Problem description
Match the word "chmod". Return each line of the data below where it appears.

Collected data entries
▶
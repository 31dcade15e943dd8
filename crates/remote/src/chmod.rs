/// Which entries a permission change applies to.
#[derive(Clone, Copy, Debug, Default, Eq, PartialEq)]
pub enum ApplyScope {
    /// Files and directories.
    #[default]
    All,
    /// Entries not listed as directories.
    FilesOnly,
    /// Entries listed as directories, links to directories included.
    DirsOnly,
}

impl ApplyScope {
    /// Returns `true` if an entry listed with `is_dir` is in scope.
    pub const fn includes(self, is_dir: bool) -> bool {
        match self {
            Self::All => true,
            Self::FilesOnly => !is_dir,
            Self::DirsOnly => is_dir,
        }
    }
}

/// Computes new permissions for entries of a remote listing.
pub trait PermissionConverter {
    /// Parses the permissions shown in a listing into mode bits.
    ///
    /// Returns `None` when the text is not understood.
    fn convert(&self, existing: &str) -> Option<u32>;

    /// Renders the permissions to send for an entry whose current mode is
    /// `existing`, or unknown when `None`. An empty string skips the entry.
    fn new_permissions(&self, existing: Option<u32>, is_dir: bool) -> String;

    /// Entries the change applies to.
    fn apply_scope(&self) -> ApplyScope;
}

/// Error produced when a mode change specification cannot be parsed.
#[derive(Clone, Debug, Eq, PartialEq, thiserror::Error)]
#[error("invalid mode change '{clause}': {reason}")]
pub struct ModeChangeError {
    clause: String,
    reason: &'static str,
}

impl ModeChangeError {
    fn new(clause: &str, reason: &'static str) -> Self {
        Self {
            clause: clause.to_owned(),
            reason,
        }
    }
}

#[derive(Clone, Copy, Debug, Eq, PartialEq)]
enum Op {
    Add,
    Remove,
    Assign,
}

#[derive(Clone, Copy, Debug, Eq, PartialEq)]
enum Clause {
    Numeric(u32),
    Symbolic {
        who: u32,
        op: Op,
        bits: u32,
        conditional_exec: bool,
    },
}

const USER: u32 = 0o700;
const GROUP: u32 = 0o070;
const OTHER: u32 = 0o007;
const READ: u32 = 0o444;
const WRITE: u32 = 0o222;
const EXEC: u32 = 0o111;

/// `chmod`-style permission change: comma-separated numeric (`644`) or
/// symbolic (`u+rw`, `go-w`, `a=rX`) clauses applied in order.
///
/// # Examples
///
/// ```
/// use remote::{ApplyScope, ModeChange, PermissionConverter};
///
/// let change = ModeChange::parse("go-w,a+X", ApplyScope::All).unwrap();
/// let mode = change.convert("rwxrwxr--").unwrap();
/// assert_eq!(change.new_permissions(Some(mode), false), "755");
///
/// // Absolute changes do not need the current mode.
/// let change = ModeChange::parse("640", ApplyScope::All).unwrap();
/// assert_eq!(change.new_permissions(None, false), "640");
/// ```
#[derive(Clone, Debug, Eq, PartialEq)]
pub struct ModeChange {
    clauses: Vec<Clause>,
    scope: ApplyScope,
}

impl ModeChange {
    /// Parses `spec`.
    pub fn parse(spec: &str, scope: ApplyScope) -> Result<Self, ModeChangeError> {
        let clauses = spec
            .split(',')
            .map(str::trim)
            .filter(|clause| !clause.is_empty())
            .map(parse_clause)
            .collect::<Result<Vec<_>, _>>()?;
        if clauses.is_empty() {
            return Err(ModeChangeError::new(spec, "no clauses"));
        }
        Ok(Self { clauses, scope })
    }

    /// Applies the clauses to `mode`.
    pub fn apply(&self, mode: u32, is_dir: bool) -> u32 {
        self.clauses
            .iter()
            .fold(mode & 0o777, |mode, clause| clause.apply(mode, is_dir))
    }

    /// Applies the clauses to a mode that may be unknown.
    ///
    /// Returns `None` while the result still depends on bits nobody could
    /// read; a later absolute clause makes it known again.
    pub fn apply_to(&self, mode: Option<u32>, is_dir: bool) -> Option<u32> {
        self.clauses
            .iter()
            .fold(mode.map(|mode| mode & 0o777), |mode, clause| match mode {
                Some(mode) => Some(clause.apply(mode, is_dir)),
                None => clause
                    .replaces_mode(is_dir)
                    .then(|| clause.apply(0, is_dir)),
            })
    }
}

impl Clause {
    fn apply(self, mode: u32, is_dir: bool) -> u32 {
        match self {
            Self::Numeric(value) => value,
            Self::Symbolic {
                who,
                op,
                bits,
                conditional_exec,
            } => {
                let mut bits = bits;
                if conditional_exec && (is_dir || mode & EXEC != 0) {
                    bits |= EXEC;
                }
                let bits = bits & who;
                match op {
                    Op::Add => mode | bits,
                    Op::Remove => mode & !bits,
                    Op::Assign => (mode & !who) | bits,
                }
            }
        }
    }

    /// `true` if the result does not depend on the mode it is applied to.
    fn replaces_mode(self, is_dir: bool) -> bool {
        match self {
            Self::Numeric(_) => true,
            Self::Symbolic {
                who,
                op,
                conditional_exec,
                ..
            } => op == Op::Assign && who == USER | GROUP | OTHER && (is_dir || !conditional_exec),
        }
    }
}

impl PermissionConverter for ModeChange {
    fn convert(&self, existing: &str) -> Option<u32> {
        parse_listed_permissions(existing)
    }

    fn new_permissions(&self, existing: Option<u32>, is_dir: bool) -> String {
        self.apply_to(existing, is_dir)
            .map(|mode| format!("{mode:03o}"))
            .unwrap_or_default()
    }

    fn apply_scope(&self) -> ApplyScope {
        self.scope
    }
}

fn parse_clause(text: &str) -> Result<Clause, ModeChangeError> {
    if text.chars().all(|c| c.is_ascii_digit()) {
        if !(3..=4).contains(&text.len()) {
            return Err(ModeChangeError::new(text, "expected 3 or 4 octal digits"));
        }
        return u32::from_str_radix(text, 8)
            .map(|value| Clause::Numeric(value & 0o777))
            .map_err(|_| ModeChangeError::new(text, "not an octal number"));
    }

    let mut chars = text.chars().peekable();
    let mut who = 0;
    while let Some(&c) = chars.peek() {
        who |= match c {
            'u' => USER,
            'g' => GROUP,
            'o' => OTHER,
            'a' => USER | GROUP | OTHER,
            _ => break,
        };
        chars.next();
    }
    if who == 0 {
        who = USER | GROUP | OTHER;
    }

    let op = match chars.next() {
        Some('+') => Op::Add,
        Some('-') => Op::Remove,
        Some('=') => Op::Assign,
        _ => return Err(ModeChangeError::new(text, "missing operator")),
    };

    let mut bits = 0;
    let mut conditional_exec = false;
    for c in chars {
        match c {
            'r' => bits |= READ,
            'w' => bits |= WRITE,
            'x' => bits |= EXEC,
            'X' => conditional_exec = true,
            _ => return Err(ModeChangeError::new(text, "unknown permission")),
        }
    }
    if bits == 0 && !conditional_exec && op != Op::Assign {
        return Err(ModeChangeError::new(text, "no permissions given"));
    }

    Ok(Clause::Symbolic {
        who,
        op,
        bits,
        conditional_exec,
    })
}

/// Parses listing permission text: `rwxr-xr-x`, the same with a leading
/// type character (`drwxr-xr-x`), or 3-4 octal digits.
pub fn parse_listed_permissions(text: &str) -> Option<u32> {
    let text = text.trim();
    if !text.is_empty() && text.len() <= 4 && text.chars().all(|c| c.is_digit(8)) {
        return u32::from_str_radix(text, 8).ok().map(|mode| mode & 0o777);
    }

    let symbols: Vec<char> = text.chars().collect();
    let symbols = match symbols.len() {
        9 => &symbols[..],
        10 => &symbols[1..],
        _ => return None,
    };

    let mut mode = 0;
    for (index, triple) in symbols.chunks(3).enumerate() {
        let shift = 6 - 3 * index;
        let mut bits = 0;
        match triple[0] {
            'r' => bits |= 0b100,
            '-' => {}
            _ => return None,
        }
        match triple[1] {
            'w' => bits |= 0b010,
            '-' => {}
            _ => return None,
        }
        match triple[2] {
            'x' | 's' | 't' => bits |= 0b001,
            '-' | 'S' | 'T' => {}
            _ => return None,
        }
        mode |= bits << shift;
    }
    Some(mode)
}

#[cfg(test)]
mod tests {
    use super::*;

    #[test]
    fn scope_selection() {
        assert!(ApplyScope::All.includes(true));
        assert!(ApplyScope::All.includes(false));
        assert!(ApplyScope::FilesOnly.includes(false));
        assert!(!ApplyScope::FilesOnly.includes(true));
        assert!(ApplyScope::DirsOnly.includes(true));
        assert!(!ApplyScope::DirsOnly.includes(false));
    }

    #[test]
    fn listed_permissions() {
        assert_eq!(parse_listed_permissions("rwxr-xr-x"), Some(0o755));
        assert_eq!(parse_listed_permissions("drw-r-----"), Some(0o640));
        assert_eq!(parse_listed_permissions("rwsr-xr-T"), Some(0o754));
        assert_eq!(parse_listed_permissions("0644"), Some(0o644));
        assert_eq!(parse_listed_permissions("garbage"), None);
        assert_eq!(parse_listed_permissions(""), None);
    }

    #[test]
    fn numeric_clause_replaces_mode() {
        let change = ModeChange::parse("640", ApplyScope::All).expect("parse");
        assert_eq!(change.apply(0o777, false), 0o640);
    }

    #[test]
    fn symbolic_clauses_apply_in_order() {
        let change = ModeChange::parse("u=rw,go-w", ApplyScope::All).expect("parse");
        assert_eq!(change.apply(0o777, false), 0o655);
        let change = ModeChange::parse("o+r", ApplyScope::All).expect("parse");
        assert_eq!(change.apply(0o600, false), 0o604);
    }

    #[test]
    fn conditional_execute() {
        let change = ModeChange::parse("a+X", ApplyScope::All).expect("parse");
        assert_eq!(change.apply(0o644, true), 0o755);
        assert_eq!(change.apply(0o644, false), 0o644);
        assert_eq!(change.apply(0o744, false), 0o755);
    }

    #[test]
    fn rejects_malformed_specs() {
        assert!(ModeChange::parse("", ApplyScope::All).is_err());
        assert!(ModeChange::parse("u*r", ApplyScope::All).is_err());
        assert!(ModeChange::parse("u+q", ApplyScope::All).is_err());
        assert!(ModeChange::parse("12", ApplyScope::All).is_err());
        let error = ModeChange::parse("g+", ApplyScope::All).expect_err("empty permissions");
        assert_eq!(
            error.to_string(),
            "invalid mode change 'g+': no permissions given"
        );
    }

    #[test]
    fn renders_octal() {
        let change = ModeChange::parse("go=", ApplyScope::DirsOnly).expect("parse");
        assert_eq!(change.new_permissions(Some(0o755), true), "700");
        assert_eq!(change.apply_scope(), ApplyScope::DirsOnly);
    }

    #[test]
    fn unknown_mode_needs_an_absolute_change() {
        let numeric = ModeChange::parse("644", ApplyScope::All).expect("parse");
        assert_eq!(numeric.new_permissions(None, false), "644");

        let assign = ModeChange::parse("a=rX", ApplyScope::All).expect("parse");
        assert_eq!(assign.new_permissions(None, true), "555");
        assert_eq!(assign.new_permissions(None, false), "");

        let relative = ModeChange::parse("go-w", ApplyScope::All).expect("parse");
        assert_eq!(relative.new_permissions(None, false), "");
        assert_eq!(relative.apply_to(None, false), None);

        let partial = ModeChange::parse("u=rw", ApplyScope::All).expect("parse");
        assert_eq!(partial.new_permissions(None, false), "");

        let recovered = ModeChange::parse("o+w,750,g-x", ApplyScope::All).expect("parse");
        assert_eq!(recovered.apply_to(None, false), Some(0o740));
    }
}
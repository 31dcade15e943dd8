use crate::{OperationCounters, OperationMode};

/// Capability shared by the local and remote engines.
pub trait RecursiveOperation {
    /// Mode of the running operation, [`OperationMode::None`] when idle.
    fn operation_mode(&self) -> OperationMode;

    /// Snapshot of the progress counters.
    fn counters(&self) -> OperationCounters;

    /// Number of roots still queued.
    fn root_count(&self) -> usize;

    /// Cancels the operation and resets the engine to idle.
    fn stop(&mut self);

    /// Returns `true` while an operation is running.
    fn is_active(&self) -> bool {
        self.operation_mode() != OperationMode::None
    }

    /// Files processed so far.
    fn processed_files(&self) -> u64 {
        self.counters().files
    }

    /// Directories enumerated so far.
    fn processed_directories(&self) -> u64 {
        self.counters().directories
    }
}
◀
Answer below
filename crates/remote/src/chmod.rs
/// `chmod`-style permission change: comma-separated numeric (`644`) or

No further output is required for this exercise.